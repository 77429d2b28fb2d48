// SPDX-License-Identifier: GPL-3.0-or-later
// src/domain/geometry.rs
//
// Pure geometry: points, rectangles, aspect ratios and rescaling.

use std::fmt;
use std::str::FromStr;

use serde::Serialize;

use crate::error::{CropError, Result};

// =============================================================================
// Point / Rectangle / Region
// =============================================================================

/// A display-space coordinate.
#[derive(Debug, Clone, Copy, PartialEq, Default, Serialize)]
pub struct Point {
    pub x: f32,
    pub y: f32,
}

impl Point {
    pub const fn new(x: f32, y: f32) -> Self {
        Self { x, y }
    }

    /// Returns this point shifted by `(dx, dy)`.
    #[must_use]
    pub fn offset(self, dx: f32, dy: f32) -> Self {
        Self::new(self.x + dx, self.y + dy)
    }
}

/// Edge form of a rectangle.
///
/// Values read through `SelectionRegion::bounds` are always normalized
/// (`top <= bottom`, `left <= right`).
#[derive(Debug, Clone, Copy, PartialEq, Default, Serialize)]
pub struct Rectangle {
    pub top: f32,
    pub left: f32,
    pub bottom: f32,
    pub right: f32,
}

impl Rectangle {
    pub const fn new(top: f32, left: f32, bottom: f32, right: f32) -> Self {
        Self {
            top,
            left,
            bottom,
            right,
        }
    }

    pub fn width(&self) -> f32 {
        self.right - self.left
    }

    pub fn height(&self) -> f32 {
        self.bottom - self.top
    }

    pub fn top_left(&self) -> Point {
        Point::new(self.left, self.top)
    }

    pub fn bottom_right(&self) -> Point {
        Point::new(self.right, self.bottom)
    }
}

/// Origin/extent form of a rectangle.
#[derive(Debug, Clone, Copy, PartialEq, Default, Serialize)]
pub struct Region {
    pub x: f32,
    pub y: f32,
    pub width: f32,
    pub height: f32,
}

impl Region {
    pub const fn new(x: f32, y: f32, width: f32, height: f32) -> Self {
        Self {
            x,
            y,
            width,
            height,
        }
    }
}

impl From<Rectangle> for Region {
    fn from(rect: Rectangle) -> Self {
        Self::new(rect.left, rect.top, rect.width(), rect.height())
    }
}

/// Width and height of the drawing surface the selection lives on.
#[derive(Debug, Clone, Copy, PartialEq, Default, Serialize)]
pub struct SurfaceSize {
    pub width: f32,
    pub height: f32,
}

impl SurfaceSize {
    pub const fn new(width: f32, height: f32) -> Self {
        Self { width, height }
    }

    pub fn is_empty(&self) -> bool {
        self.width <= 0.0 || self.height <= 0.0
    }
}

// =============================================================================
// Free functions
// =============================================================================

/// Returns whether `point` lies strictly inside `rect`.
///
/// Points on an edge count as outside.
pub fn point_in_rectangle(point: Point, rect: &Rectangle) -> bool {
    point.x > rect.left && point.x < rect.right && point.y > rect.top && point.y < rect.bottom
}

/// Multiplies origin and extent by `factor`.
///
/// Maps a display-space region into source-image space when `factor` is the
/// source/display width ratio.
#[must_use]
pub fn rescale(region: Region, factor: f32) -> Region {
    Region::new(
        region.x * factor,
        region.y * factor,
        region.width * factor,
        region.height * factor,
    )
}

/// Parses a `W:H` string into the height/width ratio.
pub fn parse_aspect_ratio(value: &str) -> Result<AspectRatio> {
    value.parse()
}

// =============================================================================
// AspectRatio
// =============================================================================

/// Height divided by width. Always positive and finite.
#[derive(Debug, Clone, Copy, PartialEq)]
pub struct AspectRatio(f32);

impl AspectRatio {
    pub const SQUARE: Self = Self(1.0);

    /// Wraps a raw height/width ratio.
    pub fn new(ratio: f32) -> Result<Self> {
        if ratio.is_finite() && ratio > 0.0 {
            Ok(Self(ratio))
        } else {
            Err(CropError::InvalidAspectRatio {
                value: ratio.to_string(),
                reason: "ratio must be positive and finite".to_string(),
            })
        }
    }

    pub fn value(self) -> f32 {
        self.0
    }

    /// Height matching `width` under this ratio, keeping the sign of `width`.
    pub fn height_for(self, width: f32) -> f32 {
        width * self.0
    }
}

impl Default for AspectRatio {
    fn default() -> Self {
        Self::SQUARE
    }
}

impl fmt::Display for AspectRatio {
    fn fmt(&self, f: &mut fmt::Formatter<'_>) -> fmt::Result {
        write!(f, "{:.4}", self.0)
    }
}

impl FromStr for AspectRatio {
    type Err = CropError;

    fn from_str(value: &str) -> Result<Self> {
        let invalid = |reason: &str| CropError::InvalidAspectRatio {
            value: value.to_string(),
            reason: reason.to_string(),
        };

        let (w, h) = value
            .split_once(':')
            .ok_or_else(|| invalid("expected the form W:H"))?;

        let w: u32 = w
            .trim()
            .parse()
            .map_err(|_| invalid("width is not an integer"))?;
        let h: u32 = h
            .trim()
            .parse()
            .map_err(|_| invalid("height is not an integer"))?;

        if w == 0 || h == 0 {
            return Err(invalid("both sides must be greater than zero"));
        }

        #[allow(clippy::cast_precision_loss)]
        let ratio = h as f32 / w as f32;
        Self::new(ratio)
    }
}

=-=-=-=-=

Reproduce the full set of records precisely.

Exercise solution ->
repository 77429d2b28fb2d48
// SPDX-License-Identifier: GPL-3.0-or-later
// src/domain/geometry.rs
//
// Pure geometry: points, rectangles, aspect ratios and rescaling.

use std::fmt;
use std::str::FromStr;

use serde::Serialize;

use crate::error::{CropError, Result};

// =============================================================================
// Point / Rectangle / Region
// =============================================================================

/// A display-space coordinate.
#[derive(Debug, Clone, Copy, PartialEq, Default, Serialize)]
pub struct Point {
    pub x: f32,
    pub y: f32,
}

impl Point {
    pub const fn new(x: f32, y: f32) -> Self {
        Self { x, y }
    }

    /// Returns this point shifted by `(dx, dy)`.
    #[must_use]
    pub fn offset(self, dx: f32, dy: f32) -> Self {
        Self::new(self.x + dx, self.y + dy)
    }
}

/// Edge form of a rectangle.
///
/// Values read through `SelectionRegion::bounds` are always normalized
/// (`top <= bottom`, `left <= right`).
#[derive(Debug, Clone, Copy, PartialEq, Default, Serialize)]
pub struct Rectangle {
    pub top: f32,
    pub left: f32,
    pub bottom: f32,
    pub right: f32,
}

impl Rectangle {
    pub const fn new(top: f32, left: f32, bottom: f32, right: f32) -> Self {
        Self {
            top,
            left,
            bottom,
            right,
        }
    }

    pub fn width(&self) -> f32 {
        self.right - self.left
    }

    pub fn height(&self) -> f32 {
        self.bottom - self.top
    }

    pub fn top_left(&self) -> Point {
        Point::new(self.left, self.top)
    }

    pub fn bottom_right(&self) -> Point {
        Point::new(self.right, self.bottom)
    }
}

/// Origin/extent form of a rectangle.
#[derive(Debug, Clone, Copy, PartialEq, Default, Serialize)]
pub struct Region {
    pub x: f32,
    pub y: f32,
    pub width: f32,
    pub height: f32,
}

impl Region {
    pub const fn new(x: f32, y: f32, width: f32, height: f32) -> Self {
        Self {
            x,
            y,
            width,
            height,
        }
    }
}

impl From<Rectangle> for Region {
    fn from(rect: Rectangle) -> Self {
        Self::new(rect.left, rect.top, rect.width(), rect.height())
    }
}

/// Width and height of the drawing surface the selection lives on.
#[derive(Debug, Clone, Copy, PartialEq, Default, Serialize)]
pub struct SurfaceSize {
    pub width: f32,
    pub height: f32,
}

impl SurfaceSize {
    pub const fn new(width: f32, height: f32) -> Self {
        Self { width, height }
    }

    pub fn is_empty(&self) -> bool {
        self.width <= 0.0 || self.height <= 0.0
    }
}

// =============================================================================
// Free functions
// =============================================================================

/// Returns whether `point` lies strictly inside `rect`.
///
/// Points on an edge count as outside.
pub fn point_in_rectangle(point: Point, rect: &Rectangle) -> bool {
    point.x > rect.left && point.x < rect.right && point.y > rect.top && point.y < rect.bottom
}

/// Multiplies origin and extent by `factor`.
///
/// Maps a display-space region into source-image space when `factor` is the
/// source/display width ratio.
#[must_use]
pub fn rescale(region: Region, factor: f32) -> Region {
    Region::new(
        region.x * factor,
        region.y * factor,
        region.width * factor,
        region.height * factor,
    )
}

/// Parses a `W:H` string into the height/width ratio.
pub fn parse_aspect_ratio(value: &str) -> Result<AspectRatio> {
    value.parse()
}

// =============================================================================
// AspectRatio
// =============================================================================

/// Height divided by width. Always positive and finite.
#[derive(Debug, Clone, Copy, PartialEq)]
pub struct AspectRatio(f32);

impl AspectRatio {
    pub const SQUARE: Self = Self(1.0);

    /// Wraps a raw height/width ratio.
    pub fn new(ratio: f32) -> Result<Self> {
        if ratio.is_finite() && ratio > 0.0 {
            Ok(Self(ratio))
        } else {
            Err(CropError::InvalidAspectRatio {
                value: ratio.to_string(),
                reason: "ratio must be positive and finite".to_string(),
            })
        }
    }

    pub fn value(self) -> f32 {
        self.0
    }

    /// Height matching `width` under this ratio, keeping the sign of `width`.
    pub fn height_for(self, width: f32) -> f32 {
        width * self.0
    }
}

impl Default for AspectRatio {
    fn default() -> Self {
        Self::SQUARE
    }
}

impl fmt::Display for AspectRatio {
    fn fmt(&self, f: &mut fmt::Formatter<'_>) -> fmt::Result {
        write!(f, "{:.4}", self.0)
    }
}

impl FromStr for AspectRatio {
    type Err = CropError;

    fn from_str(value: &str) -> Result<Self> {
        let invalid = |reason: &str| CropError::InvalidAspectRatio {
            value: value.to_string(),
            reason: reason.to_string(),
        };

        let (w, h) = value
            .split_once(':')
            .ok_or_else(|| invalid("expected the form W:H"))?;

        let w: u32 = w
            .trim()
            .parse()
            .map_err(|_| invalid("width is not an integer"))?;
        let h: u32 = h
            .trim()
            .parse()
            .map_err(|_| invalid("height is not an integer"))?;

        if w == 0 || h == 0 {
            return Err(invalid("both sides must be greater than zero"));
        }

        #[allow(clippy::cast_precision_loss)]
        let ratio = h as f32 / w as f32;
        Self::new(ratio)
    }
}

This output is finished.